When admitting a patient who has just arrived on the medical unit with severe abdominal pain, what should the nurse do first?
- A. Complete only basic demographic data before addressing the patient's abdominal pain.
- B. Medicate the patient for the abdominal pain before attending to the health history and examination.
- C. Inform the patient that the abdominal pain will be treated as soon as the health history is completed.
- D. Take the initial vital signs and then deal with the abdominal pain before completing the health history.
Correct Answer: D
Rationale: The patient priority in this situation will be to decrease the pain level because the patient will be unlikely to cooperate in providing demographic data or the health history until the nurse addresses the pain. However, obtaining information about vital signs is essential before using either pharmacological or nonpharmacological therapies for pain control. The vital signs may indicate hemodynamic instability that would need to be addressed immediately.
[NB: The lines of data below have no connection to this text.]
//! Epsilon-greedy tabular agent
//!
//! The value table is the only shared mutable resource in the pipeline.
//! Selection takes a read lock; a learning update holds the write lock for
//! its whole read-modify-write (including the `max Q(s', ·)` read and the
//! ε step), so concurrent feedback never loses an update. Lock order is
//! always table → ε.

use std::path::Path;
use std::sync::atomic::{AtomicU64, Ordering};

use helmsman_common::{
    Action, HelmsmanConfig, InternalState, LearningConfig, PersistenceConfig, PersistenceError,
    PolicyError,
};
use parking_lot::{Mutex, RwLock};
use rand::{Rng, SeedableRng};
use rand_chacha::ChaCha8Rng;
use serde::{Deserialize, Serialize};
use tracing::{debug, info, warn};

use super::snapshot::PolicySnapshot;
use super::table::{ActionValues, ValueTable};
use super::{ActionPolicy, Selection, SelectionMode};

/// Learning progress
#[derive(Debug, Clone, PartialEq, Serialize, Deserialize)]
pub struct PolicySummary {
    /// States with learned values
    pub total_states: usize,
    /// `(state, action)` entries
    pub total_entries: usize,
    /// Learning updates applied (survives reloads)
    pub updates: u64,
    pub alpha: f64,
    pub gamma: f64,
    pub epsilon: f64,
}

/// Tabular reinforcement-learning agent
pub struct PolicyEngine {
    config: LearningConfig,
    persistence: PersistenceConfig,
    table: RwLock<ValueTable>,
    epsilon: Mutex<f64>,
    rng: Mutex<ChaCha8Rng>,
    updates: AtomicU64,
    /// Serializes snapshot writes so a stale snapshot never lands last
    persist_lock: Mutex<()>,
}

impl PolicyEngine {
    /// Create an engine with an empty table
    pub fn new(config: LearningConfig) -> Self {
        Self {
            epsilon: Mutex::new(config.epsilon),
            rng: Mutex::new(ChaCha8Rng::seed_from_u64(config.seed)),
            table: RwLock::new(ValueTable::new()),
            updates: AtomicU64::new(0),
            persistence: PersistenceConfig::default(),
            persist_lock: Mutex::new(()),
            config,
        }
    }

    /// Attach persistence settings
    pub fn with_persistence(mut self, persistence: PersistenceConfig) -> Self {
        self.persistence = persistence;
        self
    }

    /// Create an engine and resume from the configured snapshot, if any
    pub fn open(config: LearningConfig, persistence: PersistenceConfig) -> Self {
        let engine = Self::new(config).with_persistence(persistence);
        if let Some(path) = engine.persistence.snapshot_path.clone() {
            engine.restore(&path);
        }
        engine
    }

    pub fn from_config(cfg: &HelmsmanConfig) -> Self {
        Self::open(cfg.learning.clone(), cfg.persistence.clone())
    }

    pub fn config(&self) -> &LearningConfig {
        &self.config
    }

    /// Current exploration rate
    pub fn epsilon(&self) -> f64 {
        *self.epsilon.lock()
    }

    /// Learning updates applied so far
    pub fn updates(&self) -> u64 {
        self.updates.load(Ordering::SeqCst)
    }

    /// Restart the exploration stream from `seed`
    pub fn reseed(&self, seed: u64) {
        *self.rng.lock() = ChaCha8Rng::seed_from_u64(seed);
    }

    /// Epsilon-greedy selection
    pub fn select(&self, state: &InternalState) -> Selection {
        let epsilon = self.epsilon();

        let explored = {
            let mut rng = self.rng.lock();
            if rng.gen::<f64>() < epsilon {
                Some(Action::ALL[rng.gen_range(0..Action::COUNT)])
            } else {
                None
            }
        };

        let learned = self.table.read().get(state).copied();

        let (action, mode) = match explored {
            Some(action) => (action, SelectionMode::Explore),
            None => (learned.unwrap_or_default().best(), SelectionMode::Exploit),
        };

        let confidence = match &learned {
            Some(values) => values.confidence(action),
            None => self.config.unseen_confidence,
        };

        debug!(
            state = %state,
            action = %action,
            mode = mode.as_str(),
            confidence,
            "Policy selection"
        );

        Selection {
            action,
            confidence,
            mode,
            seen: learned.is_some(),
        }
    }

    /// Single-step tabular update; returns the new value
    pub fn update(
        &self,
        state: &InternalState,
        action: Action,
        reward: f64,
        next_state: Option<&InternalState>,
    ) -> Result<f64, PolicyError> {
        if !reward.is_finite() {
            return Err(PolicyError::InvalidReward(reward));
        }

        let (current, updated, updates) = {
            let mut table = self.table.write();

            let max_next = next_state.map(|s| table.values(s).max()).unwrap_or(0.0);
            let current = table.values(state).get(action);
            let updated = current
                + self.config.alpha * (reward + self.config.gamma * max_next - current);

            if !updated.is_finite() {
                return Err(PolicyError::CorruptValue {
                    state: state.to_string(),
                    action: action.to_string(),
                });
            }

            table.entry_mut(state.clone()).set(action, updated);

            let mut epsilon = self.epsilon.lock();
            *epsilon = self.config.epsilon_schedule.next(*epsilon);

            (current, updated, self.updates.fetch_add(1, Ordering::SeqCst) + 1)
        };

        debug!(
            state = %state,
            action = %action,
            reward,
            "Updated Q: {:.3} -> {:.3}",
            current,
            updated
        );

        let every = self.persistence.autosave_every;
        if every > 0 && updates % every == 0 {
            self.persist();
        }

        Ok(updated)
    }

    /// Values for every action in `state` (zeros if unseen)
    pub fn action_values(&self, state: &InternalState) -> ActionValues {
        self.table.read().values(state)
    }

    pub fn summary(&self) -> PolicySummary {
        let table = self.table.read();
        PolicySummary {
            total_states: table.len(),
            total_entries: table.entry_count(),
            updates: self.updates(),
            alpha: self.config.alpha,
            gamma: self.config.gamma,
            epsilon: *self.epsilon.lock(),
        }
    }

    /// Consistent snapshot of table, ε and update count
    pub fn save(&self) -> PolicySnapshot {
        let table = self.table.read();
        let epsilon = *self.epsilon.lock();
        PolicySnapshot::capture(&table, epsilon, self.updates())
    }

    /// Replace table and ε with a snapshot; on error nothing changes
    pub fn load(&self, snapshot: &PolicySnapshot) -> Result<(), PersistenceError> {
        let restored = snapshot.to_table()?;

        let mut table = self.table.write();
        *table = restored;
        *self.epsilon.lock() = snapshot.epsilon;
        self.updates.store(snapshot.updates, Ordering::SeqCst);
        Ok(())
    }

    pub fn save_to(&self, path: &Path) -> Result<(), PersistenceError> {
        let _guard = self.persist_lock.lock();
        self.save().write_to(path)
    }

    /// Save to the configured snapshot path
    pub fn save_configured(&self) -> Result<(), PersistenceError> {
        let path = self
            .persistence
            .snapshot_path
            .as_deref()
            .ok_or(PersistenceError::NoPath)?;
        self.save_to(path)
    }

    pub fn load_from(&self, path: &Path) -> Result<(), PersistenceError> {
        let snapshot = PolicySnapshot::read_from(path)?;
        self.load(&snapshot)
    }

    /// Load from `path`, falling back to a cold start on any failure
    pub fn restore(&self, path: &Path) -> bool {
        match self.load_from(path) {
            Ok(()) => {
                let summary = self.summary();
                info!(
                    path = %path.display(),
                    states = summary.total_states,
                    epsilon = summary.epsilon,
                    "Policy snapshot loaded"
                );
                true
            }
            Err(PersistenceError::NotFound(_)) => {
                info!(path = %path.display(), "No existing policy snapshot, starting fresh");
                self.reset();
                false
            }
            Err(err) => {
                warn!(path = %path.display(), error = %err, "Failed to load policy snapshot, cold start");
                self.reset();
                false
            }
        }
    }

    /// Save to the configured snapshot path; failures are logged, never raised
    pub fn persist(&self) -> bool {
        match self.save_configured() {
            Ok(()) => true,
            Err(PersistenceError::NoPath) => {
                debug!("No snapshot path configured, skipping persist");
                false
            }
            Err(err) => {
                warn!(error = %err, "Failed to persist policy snapshot");
                false
            }
        }
    }

    /// Empty table, initial ε
    pub fn reset(&self) {
        let mut table = self.table.write();
        *table = ValueTable::new();
        *self.epsilon.lock() = self.config.epsilon;
        self.updates.store(0, Ordering::SeqCst);
    }
}

impl ActionPolicy for PolicyEngine {
    fn select(&self, state: &InternalState) -> Result<Selection, PolicyError> {
        Ok(PolicyEngine::select(self, state))
    }

    fn update(
        &self,
        state: &InternalState,
        action: Action,
        reward: f64,
        next_state: Option<&InternalState>,
    ) -> Result<f64, PolicyError> {
        PolicyEngine::update(self, state, action, reward, next_state)
    }

    fn persist(&self) -> bool {
        PolicyEngine::persist(self)
    }
}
While the nurse is taking the health history, a patient states, 'My father and grandfather both had heart attacks and were unable to be very active afterwards.' This statement reflects which of the following functional health patterns?
- A. Activity-exercise
- B. Cognitive-perceptual
- C. Coping-stress tolerance
- D. Health perception-health management
Correct Answer: D
Rationale: The information in the patient statement relates to risk factors that may cause cardiovascular problems in the future. Identification of risk factors falls into the health perception-health maintenance pattern.